Cenél Loairn, the descendants of Loarn mac Eirc, controlled parts of northern Argyll around the Firth of Lorne, in what was then the kingdom of Dál Riata during the early Middle ages.

Cenél Loairn was one of three main kindreds in early Dál Riata: Cenél nGabráin appears to have been centred in Kintyre and Knapdale to the south while Cenél nÓengusa ruled the islands of Islay and Jura. Around 700 a fourth group, the Cenél Comgaill, split from the Cenél nGabráin and controlled Cowal and Bute.
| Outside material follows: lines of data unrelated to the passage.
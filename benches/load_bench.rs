use std::hint::black_box;
use std::time::Duration;

use criterion::{BenchmarkId, Criterion, criterion_group, criterion_main};
use envload::load::intensity::{Intensity, worker_count};
use envload::load::memory::{MemoryBudget, MemoryLoad};

const MB: u64 = 1024 * 1024;

fn bench_worker_count(c: &mut Criterion) {
    c.bench_function("worker_count_0_to_100", |b| {
        b.iter(|| {
            let mut total = 0usize;
            for value in 0..=100 {
                total += worker_count(Intensity::new(black_box(value)), black_box(64));
            }
            total
        });
    });
}

fn bench_memory_fill(c: &mut Criterion) {
    let mut group = c.benchmark_group("memory_fill_16_64_256mb");
    group.sample_size(10);
    for size_mb in [16u64, 64, 256] {
        group.bench_with_input(BenchmarkId::from_parameter(size_mb), &size_mb, |b, &size_mb| {
            b.iter(|| {
                let mut load = MemoryLoad::new(
                    MemoryBudget::from_bytes(size_mb * MB),
                    (4 * MB) as usize,
                    Duration::ZERO,
                );
                load.apply(Intensity::MAX);
                while load.is_filling() {
                    std::thread::yield_now();
                }
                let allocated = load.allocated_bytes();
                load.stop();
                black_box(allocated)
            });
        });
    }
    group.finish();
}

criterion_group!(benches, bench_worker_count, bench_memory_fill);
criterion_main!(benches);
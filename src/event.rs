use std::io;
use std::time::Duration;

use futures::{Stream, StreamExt};
use tokio::io::{AsyncBufReadExt, BufReader};
use tokio::sync::mpsc;
use tokio::time::MissedTickBehavior;
use tracing::warn;

#[derive(Clone, Debug, PartialEq)]
pub enum Event {
    /// One line typed by the user.
    Input(String),
    /// The input stream ended or failed; no further `Input` events follow.
    InputClosed,
    /// Sampling tick.
    Tick,
}

pub struct EventHandler {
    rx: mpsc::UnboundedReceiver<Event>,
    _task: tokio::task::JoinHandle<()>,
}

impl EventHandler {
    /// Merges `input` lines with a sampling tick every `tick_rate`. A tick
    /// that is late is skipped rather than replayed.
    pub fn new<S>(tick_rate: Duration, input: S) -> Self
    where
        S: Stream<Item = io::Result<String>> + Send + Unpin + 'static,
    {
        let (tx, rx) = mpsc::unbounded_channel::<Event>();

        let task = tokio::spawn(async move {
            let mut input = input;
            let mut input_open = true;
            let mut tick_interval = tokio::time::interval(tick_rate);
            tick_interval.set_missed_tick_behavior(MissedTickBehavior::Skip);

            loop {
                tokio::select! {
                    maybe_line = input.next(), if input_open => {
                        let event = match maybe_line {
                            Some(Ok(line)) => Event::Input(line),
                            Some(Err(err)) => {
                                warn!(error = %err, "input stream failed");
                                input_open = false;
                                Event::InputClosed
                            }
                            None => {
                                input_open = false;
                                Event::InputClosed
                            }
                        };
                        if tx.send(event).is_err() {
                            break;
                        }
                    }
                    _ = tick_interval.tick() => {
                        if tx.send(Event::Tick).is_err() {
                            break;
                        }
                    }
                }
            }
        });

        Self { rx, _task: task }
    }

    pub fn with_stdin(tick_rate: Duration) -> Self {
        Self::new(tick_rate, stdin_lines())
    }

    pub async fn next(&mut self) -> Option<Event> {
        self.rx.recv().await
    }
}

pub fn stdin_lines() -> impl Stream<Item = io::Result<String>> + Send + Unpin {
    let lines = BufReader::new(tokio::io::stdin()).lines();
    Box::pin(futures::stream::unfold(lines, |mut lines| async move {
        match lines.next_line().await {
            Ok(Some(line)) => Some((Ok(line), lines)),
            Ok(None) => None,
            Err(err) => Some((Err(err), lines)),
        }
    }))
}

#[cfg(test)]
mod tests {
    use super::*;
    use tokio::time::Instant;

    #[tokio::test(start_paused = true)]
    async fn one_tick_per_interval() {
        let mut events = EventHandler::new(
            Duration::from_secs(1),
            futures::stream::pending::<io::Result<String>>(),
        );
        let mut stamps = Vec::new();
        while stamps.len() < 4 {
            match events.next().await {
                Some(Event::Tick) => stamps.push(Instant::now()),
                other => panic!("unexpected event {other:?}"),
            }
        }
        for pair in stamps.windows(2) {
            assert_eq!(pair[1] - pair[0], Duration::from_secs(1));
        }
    }

    #[tokio::test]
    async fn forwards_lines_then_closes() {
        let input = futures::stream::iter(vec![Ok("start".to_string()), Ok("cpu 10".to_string())]);
        let mut events = EventHandler::new(Duration::from_secs(3600), input);
        let mut seen = Vec::new();
        while let Some(event) = events.next().await {
            match event {
                Event::Tick => continue,
                Event::InputClosed => break,
                Event::Input(line) => seen.push(line),
            }
        }
        assert_eq!(seen, vec!["start".to_string(), "cpu 10".to_string()]);
    }
}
The foundation myth for the early rulers of the territory traces the lineage of these kindreds back to Erc of Dalriada, a fifth century Irish king, but the first king of Dál Riata to claim Cenél Loairn descent was Ferchar Fota (died c. 697).

The chief religious site of Cenél Loairn may have been on Lismore but with the arrival of the Vikings in the late 8th century it is likely the island was soon absorbed into the Norse-Gael Kingdom of the Isles.

Excavations of key sites associated with the kindred provide some insight in to the agriculture of the period and indicate that an extensive trade network with distant cultures was in place. A few fragments of poetry from the period survive along with king lists and other records held by religious houses.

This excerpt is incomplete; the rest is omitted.